In 1905, together with the Klimt group, he separated from the Vienna Secession. The same year, he married Editha (Ditha) Mautner von Markhof, an artist in her own right as well as the daughter to one of Austria's great industry fortunes. Due to internal conflicts and as his plans for reorganising the Werkstätte (to cope with financial problems) weren't realised, Moser withdrew from the Wiener Werkstätte in 1907.

Moser became ill with throat cancer in 1916. Correspondence with Alfred Roller detailed Moser's despair over who would succeed to his position at the University of Applied Arts Vienna. Moser died on 18 October 1918; he was buried three days later in the Hietzing Cemetery.

Legacy

Moser was one of the designers for Austria's leading art journal Ver Sacrum. This art journal paid great attention to design and was designed mainly by Moser, Gustav Klimt and Josef Hoffmann.

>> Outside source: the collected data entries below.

fn collect_definitions(
    spec: &PatternSpec,
    source: &Source<'_>,
    skipped: &mut Vec<String>,
) -> Vec<Definition> {
    let src = source.masked.as_bytes();
    let mut seen = HashSet::new();
    let mut defs = Vec::new();

    for pattern in spec.definitions {
        for caps in pattern.regex.captures_iter(&source.masked) {
            let (Some(whole), Some(name_m)) = (caps.get(0), caps.name("name")) else {
                continue;
            };
            let mut segments: Vec<String> = name_m
                .as_str()
                .split("::")
                .filter(|s| !s.is_empty())
                .map(str::to_string)
                .collect();
            let Some(name) = segments.pop() else { continue };
            if spec.keywords.contains(&name.as_str()) || !seen.insert(name_m.start()) {
                continue;
            }
            if word_before(&source.masked, name_m.start())
                .is_some_and(|w| NOT_DEFINITION_PRECEDERS.contains(&w))
            {
                continue;
            }
            if let Some(ty) = caps.name("recv").and_then(|r| receiver_type(r.as_str())) {
                segments.push(ty);
            }

            let scan = match pattern.body {
                Body::Braced => braced_body(src, name_m.end(), spec.syntax.brace_on_same_line),
                Body::Arrow => arrow_body(src, whole.end()),
            };
            match scan {
                BodyScan::Body(body_start, end) => defs.push(Definition {
                    name,
                    own_scope: segments,
                    kind: pattern.kind,
                    start: whole.start() + (whole.len() - whole.as_str().trim_start().len()),
                    name_start: name_m.start(),
                    body_start,
                    end,
                }),
                BodyScan::Declaration => {}
                BodyScan::Unbalanced => skipped.push(format!(
                    "unbalanced braces in `{name}` at line {}",
                    source.line_of(name_m.start())
                )),
            }
        }
    }

    defs.sort_by_key(|d| (d.name_start, std::cmp::Reverse(d.end)));
    defs
}

/// Where the identifier at `pos` is called from.
enum Receiver<'s> {
    Bare(Option<&'s str>),
    Member(&'s str),
    Path(&'s str),
}

fn word_before(src: &str, end: usize) -> Option<&str> {
    let bytes = src.as_bytes();
    let mut e = end;
    while e > 0 && bytes[e - 1].is_ascii_whitespace() {
        e -= 1;
    }
    let mut s = e;
    while s > 0 && is_ident(bytes[s - 1]) {
        s -= 1;
    }
    (s < e).then(|| &src[s..e])
}

fn receiver_of(src: &str, pos: usize) -> Receiver<'_> {
    let bytes = src.as_bytes();
    let mut i = pos;
    while i > 0 && bytes[i - 1].is_ascii_whitespace() {
        i -= 1;
    }
    let before = &bytes[..i];
    if before.ends_with(b"?.") {
        Receiver::Member(word_before(src, i - 2).unwrap_or(""))
    } else if before.ends_with(b".") {
        Receiver::Member(word_before(src, i - 1).unwrap_or(""))
    } else if before.ends_with(b"->") {
        Receiver::Member(word_before(src, i - 2).unwrap_or(""))
    } else if before.ends_with(b"::") {
        Receiver::Path(word_before(src, i - 2).unwrap_or(""))
    } else {
        Receiver::Bare(word_before(src, i))
    }
}

fn is_call(rules: &CallRules, src: &str, pos: usize, callee: &str) -> bool {
    match receiver_of(src, pos) {
        Receiver::Bare(prev) => !prev.is_some_and(|w| DEFINITION_WORDS.contains(&w)),
        Receiver::Member(recv) => {
            rules.self_receivers.contains(&recv)
                || (rules.exported_members && callee.starts_with(|c: char| c.is_ascii_uppercase()))
        }
        Receiver::Path(recv) => rules.path_receivers.contains(&recv),
    }
}

/// Extract a file with a pattern spec.
pub fn extract(spec: &PatternSpec, path: &str, text: &str) -> Result<ExtractionResult> {
    let source = Source::new(text, spec.syntax);
    let mut result = ExtractionResult::default();
    let defs = collect_definitions(spec, &source, &mut result.skipped);

    let mut ids = QualifiedIds::default();
    let mut def_ids: Vec<Option<String>> = Vec::with_capacity(defs.len());
    for (i, def) in defs.iter().enumerate() {
        let mut scope: Vec<&str> = Vec::new();
        for outer in &defs[..i] {
            if outer.name_start < def.name_start && def.end <= outer.end {
                scope.extend(outer.own_scope.iter().map(String::as_str));
                scope.push(&outer.name);
            }
        }
        scope.extend(def.own_scope.iter().map(String::as_str));
        let scope = (!scope.is_empty()).then(|| scope.join("."));

        let role = match def.kind {
            DefKind::Callable => SymbolRole::Callable,
            DefKind::Container => SymbolRole::Container,
            DefKind::Scope => {
                def_ids.push(None);
                continue;
            }
        };
        let mut symbol = Symbol::new(
            path,
            scope.as_deref(),
            &def.name,
            source.line_of(def.start),
            source.line_of(def.end),
            role,
        );
        ids.claim(&mut symbol);
        def_ids.push(Some(symbol.qualified_id.clone()));
        match role {
            SymbolRole::Callable => result.symbols.functions.push(symbol),
            SymbolRole::Container => result.symbols.classes.push(symbol),
        }
    }

    let name_starts: HashSet<usize> = defs.iter().map(|d| d.name_start).collect();
    let bodies: Vec<(usize, usize, &str)> = defs
        .iter()
        .zip(&def_ids)
        .filter(|(d, _)| d.kind == DefKind::Callable)
        .filter_map(|(d, id)| id.as_deref().map(|id| (d.body_start, d.end, id)))
        .collect();

    let bytes = source.masked.as_bytes();
    for caps in CALL_RE.captures_iter(&source.masked) {
        let Some(m) = caps.name("name") else { continue };
        let (pos, callee) = (m.start(), m.as_str());
        if pos > 0 && is_ident(bytes[pos - 1]) {
            continue;
        }
        if spec.keywords.contains(&callee) || name_starts.contains(&pos) {
            continue;
        }
        if !is_call(&spec.calls, &source.masked, pos, callee) {
            continue;
        }
        let caller = bodies
            .iter()
            .filter(|(start, end, _)| *start <= pos && pos <= *end)
            .max_by_key(|(start, _, _)| *start);
        if let Some((_, _, caller)) = caller {
            result.symbols.calls.push(CallSite {
                caller: caller.to_string(),
                callee: callee.to_string(),
                line: source.line_of(pos),
            });
        }
    }

    result.symbols.imports = (spec.imports)(&source);
    Ok(result)
}
//! Weighted directed graph keyed by stable string identifiers

use crate::model::EntityKind;
use petgraph::graph::{DiGraph, EdgeIndex, NodeIndex};
use petgraph::visit::EdgeRef;
use petgraph::Direction;
use serde::{Deserialize, Serialize};
use std::collections::HashMap;

/// A node in one of the three code graphs.
#[derive(Debug, Clone, PartialEq, Eq, Serialize, Deserialize)]
pub struct GraphNode {
    /// Stable identifier: file path, qualified id or module name.
    pub id: String,
    pub kind: EntityKind,
    pub is_local: bool,
    /// True when the node stands for code: a source file, a function, a
    /// package holding source files, or an external library. Strict ranking
    /// views only show these.
    pub is_source: bool,
}

/// A weighted edge as seen from outside the graph.
#[derive(Debug, Clone, PartialEq, Serialize, Deserialize)]
pub struct WeightedEdge {
    pub source: String,
    pub target: String,
    pub weight: f64,
}

/// Directed graph with summed edge weights. Node order is insertion order,
/// which every algorithm iterating the graph relies on for determinism.
#[derive(Clone, Default)]
pub struct CodeGraph {
    inner: DiGraph<GraphNode, f64>,
    index: HashMap<String, NodeIndex>,
}

impl std::fmt::Debug for CodeGraph {
    fn fmt(&self, f: &mut std::fmt::Formatter<'_>) -> std::fmt::Result {
        f.debug_struct("CodeGraph")
            .field("node_count", &self.inner.node_count())
            .field("edge_count", &self.inner.edge_count())
            .finish()
    }
}

impl CodeGraph {
    pub fn new() -> Self {
        CodeGraph::default()
    }

    /// Add a node, or return the existing index if the id is already present.
    pub fn add_node(&mut self, node: GraphNode) -> NodeIndex {
        if let Some(&idx) = self.index.get(&node.id) {
            return idx;
        }
        let id = node.id.clone();
        let idx = self.inner.add_node(node);
        self.index.insert(id, idx);
        idx
    }

    /// Add `weight` to the edge `source -> target`, creating it if needed.
    /// Returns false when either endpoint is unknown.
    pub fn add_weight(&mut self, source: &str, target: &str, weight: f64) -> bool {
        let (Some(&s), Some(&t)) = (self.index.get(source), self.index.get(target)) else {
            return false;
        };
        match self.inner.find_edge(s, t) {
            Some(edge) => {
                if let Some(w) = self.inner.edge_weight_mut(edge) {
                    *w += weight;
                }
            }
            None => {
                self.inner.add_edge(s, t, weight);
            }
        }
        true
    }

    pub fn contains(&self, id: &str) -> bool {
        self.index.contains_key(id)
    }

    pub fn index_of(&self, id: &str) -> Option<NodeIndex> {
        self.index.get(id).copied()
    }

    pub fn node(&self, id: &str) -> Option<&GraphNode> {
        self.index_of(id).and_then(|idx| self.inner.node_weight(idx))
    }

    pub fn node_at(&self, idx: NodeIndex) -> Option<&GraphNode> {
        self.inner.node_weight(idx)
    }

    /// Weight of the edge `source -> target`, if it exists.
    pub fn weight(&self, source: &str, target: &str) -> Option<f64> {
        let s = self.index_of(source)?;
        let t = self.index_of(target)?;
        let edge: EdgeIndex = self.inner.find_edge(s, t)?;
        self.inner.edge_weight(edge).copied()
    }

    pub fn node_count(&self) -> usize {
        self.inner.node_count()
    }

    pub fn edge_count(&self) -> usize {
        self.inner.edge_count()
    }

    /// Nodes in insertion order.
    pub fn all_nodes(&self) -> impl Iterator<Item = &GraphNode> {
        self.inner.node_indices().map(move |idx| &self.inner[idx])
    }

    pub fn all_edges(&self) -> impl Iterator<Item = WeightedEdge> + '_ {
        self.inner.edge_references().map(move |e| WeightedEdge {
            source: self.inner[e.source()].id.clone(),
            target: self.inner[e.target()].id.clone(),
            weight: *e.weight(),
        })
    }

    /// Outgoing edges of `id` as (target, weight).
    pub fn edges_from(&self, id: &str) -> Vec<(&GraphNode, f64)> {
        self.directed(id, Direction::Outgoing)
    }

    /// Incoming edges of `id` as (source, weight).
    pub fn edges_to(&self, id: &str) -> Vec<(&GraphNode, f64)> {
        self.directed(id, Direction::Incoming)
    }

    fn directed(&self, id: &str, dir: Direction) -> Vec<(&GraphNode, f64)> {
        let Some(idx) = self.index_of(id) else {
            return Vec::new();
        };
        let mut out: Vec<(&GraphNode, f64)> = self
            .inner
            .edges_directed(idx, dir)
            .map(|e| {
                let other = match dir {
                    Direction::Outgoing => e.target(),
                    Direction::Incoming => e.source(),
                };
                (&self.inner[other], *e.weight())
            })
            .collect();
        out.sort_by(|a, b| a.0.id.cmp(&b.0.id));
        out
    }

    /// Dense adjacency view for the numeric algorithms: node ids in insertion
    /// order plus, for every node, its outgoing (position, weight) pairs.
    pub fn adjacency(&self) -> Adjacency {
        let ids: Vec<String> = self.all_nodes().map(|n| n.id.clone()).collect();
        let mut out: Vec<Vec<(usize, f64)>> = vec![Vec::new(); ids.len()];
        for e in self.inner.edge_references() {
            out[e.source().index()].push((e.target().index(), *e.weight()));
        }
        for list in &mut out {
            list.sort_by_key(|(t, _)| *t);
        }
        Adjacency { ids, out }
    }
}

/// Index-based adjacency list extracted from a [`CodeGraph`].
#[derive(Debug, Clone)]
pub struct Adjacency {
    pub ids: Vec<String>,
    pub out: Vec<Vec<(usize, f64)>>,
}

impl Adjacency {
    pub fn len(&self) -> usize {
        self.ids.len()
    }

    pub fn is_empty(&self) -> bool {
        self.ids.is_empty()
    }

    pub fn edge_count(&self) -> usize {
        self.out.iter().map(Vec::len).sum()
    }

    /// Incoming (source, weight) lists, derived from `out`.
    pub fn incoming(&self) -> Vec<Vec<(usize, f64)>> {
        let mut inc: Vec<Vec<(usize, f64)>> = vec![Vec::new(); self.ids.len()];
        for (s, list) in self.out.iter().enumerate() {
            for &(t, w) in list {
                inc[t].push((s, w));
            }
        }
        inc
    }
}
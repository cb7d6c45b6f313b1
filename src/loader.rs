//! Repository loader: walks a directory and hands source files to the engine

use coderank_core::SourceFile;
use ignore::WalkBuilder;
use std::path::Path;

/// Files larger than this are skipped.
pub const MAX_FILE_BYTES: u64 = 1024 * 1024;

/// Collect every readable text file under `root`, honouring `.gitignore`
/// and skipping hidden entries. Paths are relative to `root`, sorted.
pub fn load_repository(root: &Path) -> anyhow::Result<Vec<SourceFile>> {
    if !root.is_dir() {
        anyhow::bail!("not a directory: {}", root.display());
    }

    let mut files = Vec::new();
    let walker = WalkBuilder::new(root)
        .hidden(true)
        .git_ignore(true)
        .require_git(false)
        .build();

    for entry in walker {
        let entry = match entry {
            Ok(entry) => entry,
            Err(e) => {
                tracing::warn!("Cannot read entry: {}", e);
                continue;
            }
        };
        if !entry.file_type().is_some_and(|t| t.is_file()) {
            continue;
        }

        let path = entry.path();
        let Ok(relative) = path.strip_prefix(root) else {
            continue;
        };
        let relative = relative.to_string_lossy();

        if let Ok(meta) = entry.metadata()
            && meta.len() > MAX_FILE_BYTES
        {
            tracing::debug!("Skipping large file: {}", relative);
            continue;
        }

        let bytes = match std::fs::read(path) {
            Ok(bytes) => bytes,
            Err(e) => {
                tracing::warn!("Cannot read {}: {}", relative, e);
                continue;
            }
        };
        // Binary content and invalid UTF-8 are not analyzable.
        if bytes.contains(&0) {
            continue;
        }
        let Ok(text) = String::from_utf8(bytes) else {
            tracing::debug!("Skipping non UTF-8 file: {}", relative);
            continue;
        };

        files.push(SourceFile::detect(relative.into_owned(), text));
    }

    files.sort_by(|a, b| a.path.cmp(&b.path));
    let source = files.iter().filter(|f| f.language.is_source()).count();
    tracing::info!(
        files = files.len(),
        source,
        "loaded repository {}",
        root.display()
    );
    Ok(files)
}

#[cfg(test)]
mod tests {
    use super::*;
    use coderank_core::Language;
    use std::fs;
    use tempfile::TempDir;

    #[test]
    fn test_load_repository_relative_sorted() {
        let dir = TempDir::new().unwrap();
        fs::create_dir_all(dir.path().join("pkg")).unwrap();
        fs::write(dir.path().join("pkg/b.py"), "def f():\n    pass\n").unwrap();
        fs::write(dir.path().join("a.py"), "import pkg.b\n").unwrap();
        fs::write(dir.path().join("README.md"), "# readme\n").unwrap();

        let files = load_repository(dir.path()).unwrap();
        let paths: Vec<&str> = files.iter().map(|f| f.path.as_str()).collect();
        assert_eq!(paths, vec!["README.md", "a.py", "pkg/b.py"]);
        assert_eq!(files[1].language, Language::Python);
        assert_eq!(files[0].language, Language::Markdown);
    }

    #[test]
    fn test_load_repository_skips_binary_and_hidden() {
        let dir = TempDir::new().unwrap();
        fs::write(dir.path().join("blob.bin"), [0u8, 1, 2, 3]).unwrap();
        fs::create_dir_all(dir.path().join(".hidden")).unwrap();
        fs::write(dir.path().join(".hidden/x.py"), "x = 1\n").unwrap();
        fs::write(dir.path().join("main.go"), "package main\n").unwrap();

        let files = load_repository(dir.path()).unwrap();
        let paths: Vec<&str> = files.iter().map(|f| f.path.as_str()).collect();
        assert_eq!(paths, vec!["main.go"]);
    }

    #[test]
    fn test_load_repository_missing_root() {
        let dir = TempDir::new().unwrap();
        assert!(load_repository(&dir.path().join("absent")).is_err());
    }
}
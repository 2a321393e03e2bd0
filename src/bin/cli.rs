use anyhow::Result;
use dotenvy::dotenv;
use tracing::error;

use dune_echo::{ChainRegistry, Config, DuneClient, Error};

#[tokio::main]
async fn main() -> Result<()> {
    dotenv().ok();

    if let Err(e) = dune_echo::setup_logging() {
        eprintln!("Failed to set up logging: {}", e);
    }

    // Configuration must be valid before any argument is looked at
    let config = match Config::from_env() {
        Ok(config) => config,
        Err(e) => {
            error!(error = %e, "Environment validation failed");
            eprintln!("Environment validation failed: {}", e);
            std::process::exit(1);
        }
    };

    let registry = ChainRegistry::load()?;
    let args: Vec<String> = std::env::args().skip(1).collect();

    if dune_echo::wants_help(&args) {
        println!("{}", dune_echo::usage(&registry));
        return Ok(());
    }

    let query = match dune_echo::parse_args(args) {
        Ok(query) => query,
        Err(e) => {
            for issue in &e.issues {
                error!(field = issue.field, message = %issue.message, "Invalid command option");
            }
            eprintln!("{}", e);
            eprintln!("{}", dune_echo::usage(&registry));
            std::process::exit(1);
        }
    };

    let client = DuneClient::new(&config);

    match dune_echo::run(&client, &registry, &query).await {
        Ok(records) => {
            println!("{}", serde_json::to_string_pretty(&records)?);
        }
        Err(e @ Error::ChainMismatch { .. }) => {
            error!(error = %e, "Invalid chain for data type");
            eprintln!("{}", dune_echo::usage(&registry));
            std::process::exit(1);
        }
        Err(e) => {
            error!(error = %e, "Error fetching data");
            std::process::exit(1);
        }
    }

    Ok(())
}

One of Moser's most prominent designs used in a building (The Steinhof Church) was selected as a main motif of one of the most famous euro collectors coins: the Austrian 100 euro Steinhof Church commemorative coin, minted on 9 November 2005. On the reverse of the coin, the Koloman Moser stained glass window over the main entrance can be seen. In the centre of the window is God the Father seated on a throne. The window is flanked with a pair of bronze angels in Jugendstil style, originally designed by Othmar Schimkowitz.

On 3 May 2010 Swann Galleries auctioned the third volume in Moser's three-volume series "Die Quelle," containing 30 sumptuous decorations for flat surfaces, such as tapestries, wallpaper and fabrics, in the original portfolio. Each plate was double-sided, with a colour design on one side and a black-and-white design on the other. It sold for an auction record price of $12,600.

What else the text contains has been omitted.